Search code examples
marathondcos

taskKillGracePeriodSeconds is not working for DC/OS Marathon Application?


We have setup DC/OS(version 1.9) Cluster on AWS nodes. We are creating Marathon Application definition with setting "taskKillGracePeriodSeconds"=60. We are also catching SIGTERM in our application to handle the application shutdown gracefully. But this is is not wroking, Marathon is immediately killing the Application (on Scale Down / Destroy) and not waits for 60 secs as expected. We are getting callback on SIGTERM but application killed immediately after that.

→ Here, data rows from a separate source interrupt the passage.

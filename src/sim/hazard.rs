//! Fire gate hazard cycle
//!
//! A fire gate fills the gap of a burning chimney pair and flips between
//! inactive and active on its own randomized timers:
//!
//! Inactive --(startup / rest elapsed)--> Active --(burst elapsed)--> Inactive
//!
//! Any phase goes to Removed when the gate leaves the screen or the run ends.
//! Only an Active gate is lethal.

use glam::Vec2;
use rand::Rng;
use serde::{Deserialize, Serialize};

use super::collision::Aabb;
use super::timer::{TimerEvent, TimerHandle, Timers};
use crate::chapter::HazardTiming;

#[derive(Debug, Clone, Copy, PartialEq, Eq, Serialize, Deserialize)]
pub enum GatePhase {
    Inactive,
    Active,
    Removed,
}

/// A lethal zone co-located with a pair's gap
#[derive(Debug, Clone)]
pub struct FireGate {
    pub id: u32,
    /// Owning obstacle pair
    pub pair_id: u32,
    /// Zone center
    pub pos: Vec2,
    /// Width x gap height
    pub size: Vec2,
    /// Same velocity as the owning pair (px/s)
    pub vel_x: f32,
    pub phase: GatePhase,
    /// Pending phase flip
    pub timer: Option<TimerHandle>,
    /// Number of Inactive -> Active transitions so far
    pub activations: u32,
}

impl FireGate {
    pub fn new(id: u32, pair_id: u32, pos: Vec2, size: Vec2, vel_x: f32) -> Self {
        Self {
            id,
            pair_id,
            pos,
            size,
            vel_x,
            phase: GatePhase::Inactive,
            timer: None,
            activations: 0,
        }
    }

    /// Schedule the first ignition after the startup delay
    pub fn arm<R: Rng>(&mut self, now: u64, timing: &HazardTiming, timers: &mut Timers, rng: &mut R) {
        let delay = timing.startup.sample(rng);
        timers.replace(
            &mut self.timer,
            now,
            delay,
            TimerEvent::HazardPhase { gate: self.id },
        );
    }

    /// Phase timer fired: flip and schedule the next flip.
    ///
    /// Returns the new phase, or `None` if the gate is already removed or the
    /// handle is stale.
    pub fn on_timer<R: Rng>(
        &mut self,
        handle: TimerHandle,
        now: u64,
        timing: &HazardTiming,
        timers: &mut Timers,
        rng: &mut R,
    ) -> Option<GatePhase> {
        if self.timer != Some(handle) {
            return None;
        }
        self.timer = None;

        let (next, duration) = match self.phase {
            GatePhase::Inactive => {
                self.activations += 1;
                (GatePhase::Active, timing.active.sample(rng))
            }
            GatePhase::Active => (GatePhase::Inactive, timing.rest.sample(rng)),
            GatePhase::Removed => return None,
        };

        self.phase = next;
        self.timer = Some(timers.schedule(now, duration, TimerEvent::HazardPhase { gate: self.id }));
        log::debug!("Fire gate {} -> {:?} for {} ticks", self.id, next, duration);
        Some(next)
    }

    /// Cancel pending timers and mark removed
    pub fn remove(&mut self, timers: &mut Timers) {
        if let Some(handle) = self.timer.take() {
            timers.cancel(handle);
        }
        self.phase = GatePhase::Removed;
    }

    pub fn is_lethal(&self) -> bool {
        self.phase == GatePhase::Active
    }

    pub fn step(&mut self, dt: f32) {
        self.pos.x += self.vel_x * dt;
    }

    pub fn hitbox(&self) -> Aabb {
        Aabb::from_size(self.pos, self.size)
    }

    /// Whole-pixel anchor for flame / glow overlays
    pub fn overlay_anchor(&self) -> Vec2 {
        self.pos.round()
    }
}

#[cfg(test)]
mod tests {
    use super::*;
    use crate::chapter::HazardConfig;
    use crate::chapter::TickRange;
    use rand::SeedableRng;
    use rand_pcg::Pcg32;

    fn timing() -> HazardTiming {
        let h = HazardConfig::default();
        HazardTiming {
            startup: TickRange::from_ms(h.startup_delay_ms),
            active: TickRange::from_ms(h.active_ms),
            rest: TickRange::from_ms(h.rest_ms),
            width: h.width,
        }
    }

    fn gate() -> FireGate {
        FireGate::new(7, 3, Vec2::new(540.0, 400.0), Vec2::new(70.0, 150.0), -180.0)
    }

    /// Fire due timers for this gate, returning transitions
    fn run(
        gate: &mut FireGate,
        timers: &mut Timers,
        rng: &mut Pcg32,
        from: u64,
        to: u64,
    ) -> Vec<(u64, GatePhase)> {
        let timing = timing();
        let mut out = Vec::new();
        for now in from..to {
            while let Some((handle, _)) = timers.pop_due(now) {
                if let Some(phase) = gate.on_timer(handle, now, &timing, timers, rng) {
                    out.push((now, phase));
                }
            }
        }
        out
    }

    #[test]
    fn test_starts_inactive_and_ignites_after_startup() {
        let mut rng = Pcg32::seed_from_u64(11);
        let mut timers = Timers::new();
        let mut gate = gate();
        assert_eq!(gate.phase, GatePhase::Inactive);
        assert!(!gate.is_lethal());

        gate.arm(0, &timing(), &mut timers, &mut rng);
        let transitions = run(&mut gate, &mut timers, &mut rng, 0, 200);
        let (first_tick, first) = transitions[0];
        assert_eq!(first, GatePhase::Active);
        assert!(first_tick >= timing().startup.min && first_tick <= timing().startup.max);
    }

    #[test]
    fn test_active_phase_bounded() {
        let mut rng = Pcg32::seed_from_u64(99);
        let mut timers = Timers::new();
        let mut gate = gate();
        gate.arm(0, &timing(), &mut timers, &mut rng);

        let transitions = run(&mut gate, &mut timers, &mut rng, 0, 120 * 20);
        let max_active = timing().active.max;
        let max_rest = timing().rest.max;
        assert!(gate.activations >= 5);

        for pair in transitions.windows(2) {
            let (t0, p0) = pair[0];
            let (t1, p1) = pair[1];
            assert_ne!(p0, p1, "phases must alternate");
            match p0 {
                GatePhase::Active => assert!(t1 - t0 <= max_active),
                GatePhase::Inactive => assert!(t1 - t0 <= max_rest),
                GatePhase::Removed => unreachable!(),
            }
        }
    }

    #[test]
    fn test_durations_vary() {
        let mut rng = Pcg32::seed_from_u64(5);
        let mut timers = Timers::new();
        let mut gate = gate();
        gate.arm(0, &timing(), &mut timers, &mut rng);

        let transitions = run(&mut gate, &mut timers, &mut rng, 0, 120 * 30);
        let rests: Vec<u64> = transitions
            .windows(2)
            .filter(|w| w[0].1 == GatePhase::Inactive)
            .map(|w| w[1].0 - w[0].0)
            .collect();
        assert!(rests.len() > 3);
        assert!(rests.iter().any(|&r| r != rests[0]));
    }

    #[test]
    fn test_removed_gate_never_ignites() {
        let mut rng = Pcg32::seed_from_u64(1);
        let mut timers = Timers::new();
        let mut gate = gate();
        gate.arm(0, &timing(), &mut timers, &mut rng);

        gate.remove(&mut timers);
        assert!(timers.is_empty());
        let transitions = run(&mut gate, &mut timers, &mut rng, 0, 120 * 5);
        assert!(transitions.is_empty());
        assert_eq!(gate.activations, 0);
    }

    #[test]
    fn test_overlay_tracks_position() {
        let mut gate = gate();
        for _ in 0..37 {
            gate.step(1.0 / 120.0);
        }
        assert_eq!(gate.overlay_anchor(), gate.pos.round());
        assert!(gate.hitbox().contains_point(gate.overlay_anchor()));
    }
}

We have also tried with starting Mesos slave agents with setting following attributes in file /var/lib/dcos/mesos-slave-common MESOS_ATTRIBUTES=executor_shutdown_grace_period:60secs;docker_stop_timeout:60s ecs but this is also not helping.

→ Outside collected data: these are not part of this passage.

//! Delayed callbacks keyed by handle
//!
//! Everything that "fires later" (spawn ticks, fire gate phase flips, combo
//! timeout) is a pending entry here. Owners keep the handle so they can cancel
//! and replace; the run clears the whole registry on death.

/// Handle to a pending timer
#[derive(Debug, Clone, Copy, PartialEq, Eq, PartialOrd, Ord, Hash)]
pub struct TimerHandle(u32);

/// What to do when a timer fires
#[derive(Debug, Clone, Copy, PartialEq, Eq)]
pub enum TimerEvent {
    /// Spawn the next obstacle pair
    Spawn,
    /// Flip a fire gate between inactive and active
    HazardPhase { gate: u32 },
    /// Combo window elapsed without a collection
    ComboTimeout,
}

#[derive(Debug, Clone)]
struct Pending {
    handle: TimerHandle,
    due: u64,
    event: TimerEvent,
}

/// Per-run timer registry
#[derive(Debug, Clone, Default)]
pub struct Timers {
    pending: Vec<Pending>,
    next_handle: u32,
}

impl Timers {
    pub fn new() -> Self {
        Self::default()
    }

    /// Schedule `event` to fire `delay` ticks after `now`
    pub fn schedule(&mut self, now: u64, delay: u64, event: TimerEvent) -> TimerHandle {
        let handle = TimerHandle(self.next_handle);
        self.next_handle = self.next_handle.wrapping_add(1);
        self.pending.push(Pending {
            handle,
            due: now + delay,
            event,
        });
        handle
    }

    /// Cancel a pending timer. Returns false if it already fired or was cancelled.
    pub fn cancel(&mut self, handle: TimerHandle) -> bool {
        let before = self.pending.len();
        self.pending.retain(|p| p.handle != handle);
        self.pending.len() != before
    }

    /// Cancel whatever `slot` holds and schedule a replacement into it
    pub fn replace(
        &mut self,
        slot: &mut Option<TimerHandle>,
        now: u64,
        delay: u64,
        event: TimerEvent,
    ) {
        if let Some(old) = slot.take() {
            self.cancel(old);
        }
        *slot = Some(self.schedule(now, delay, event));
    }

    /// Remove and return the earliest timer due at or before `now`.
    ///
    /// Ties fire in scheduling order.
    pub fn pop_due(&mut self, now: u64) -> Option<(TimerHandle, TimerEvent)> {
        let idx = self
            .pending
            .iter()
            .enumerate()
            .filter(|(_, p)| p.due <= now)
            .min_by_key(|(_, p)| (p.due, p.handle))
            .map(|(i, _)| i)?;
        let fired = self.pending.swap_remove(idx);
        Some((fired.handle, fired.event))
    }

    /// Due tick of a pending timer
    pub fn due_of(&self, handle: TimerHandle) -> Option<u64> {
        self.pending.iter().find(|p| p.handle == handle).map(|p| p.due)
    }

    pub fn is_pending(&self, handle: TimerHandle) -> bool {
        self.due_of(handle).is_some()
    }

    /// Cancel everything
    pub fn clear(&mut self) {
        self.pending.clear();
    }

    pub fn len(&self) -> usize {
        self.pending.len()
    }

    pub fn is_empty(&self) -> bool {
        self.pending.is_empty()
    }
}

DCOS Cluster Agents uses centos-release-7-2.1511.el7.centos.2.10.x86_64 OS.

Does anybody able to use taskKillGracePeriodSeconds successfully.?

Please help to work out this.

Thanks.


Solution

  • are you using Docker containers?

    There was a problem as far as I remember when using process groups (=containers) with the forwarding of the SIGTERM signal.

    Just to test this on your cluster, can you deploy an app with the following command, just using mesos containerizer and a taskKillGracePeriodSeconds of 10 seconds?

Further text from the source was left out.